[[ DATA IN THIS EXERCISE, beginning ]]

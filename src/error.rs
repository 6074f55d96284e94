use thiserror::Error;

/// Errors raised by the sampling and testing core.
#[derive(Error, Debug, Clone, PartialEq)]
pub enum ScanError {
    /// Bad fraction, zero-size dataset, non-positive sample size, malformed series.
    #[error("invalid input: {0}")]
    InvalidInput(String),

    /// No numeric columns, or no shared numeric columns between two datasets.
    #[error("empty input: {0}")]
    EmptyInput(String),

    /// A per-column comparison could not be computed.
    #[error("comparison failed for column '{column}': {reason}")]
    ComparisonError { column: String, reason: String },
}

impl ScanError {
    /// Short stable name of the error kind, for reports.
    pub fn kind(&self) -> &'static str {
        match self {
            ScanError::InvalidInput(_) => "InvalidInput",
            ScanError::EmptyInput(_) => "EmptyInput",
            ScanError::ComparisonError { .. } => "ComparisonError",
        }
    }

    pub(crate) fn comparison(column: &str, reason: impl Into<String>) -> Self {
        ScanError::ComparisonError {
            column: column.to_string(),
            reason: reason.into(),
        }
    }
}

pub type Result<T> = std::result::Result<T, ScanError>;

[[ DATA IN THIS EXERCISE, end ]]

THE PROBLEM:
Exactly how many lines of the listing hold the word "ScanError"? Give the number with nothing else.

RESPONSE TO THIS EXERCISE:
7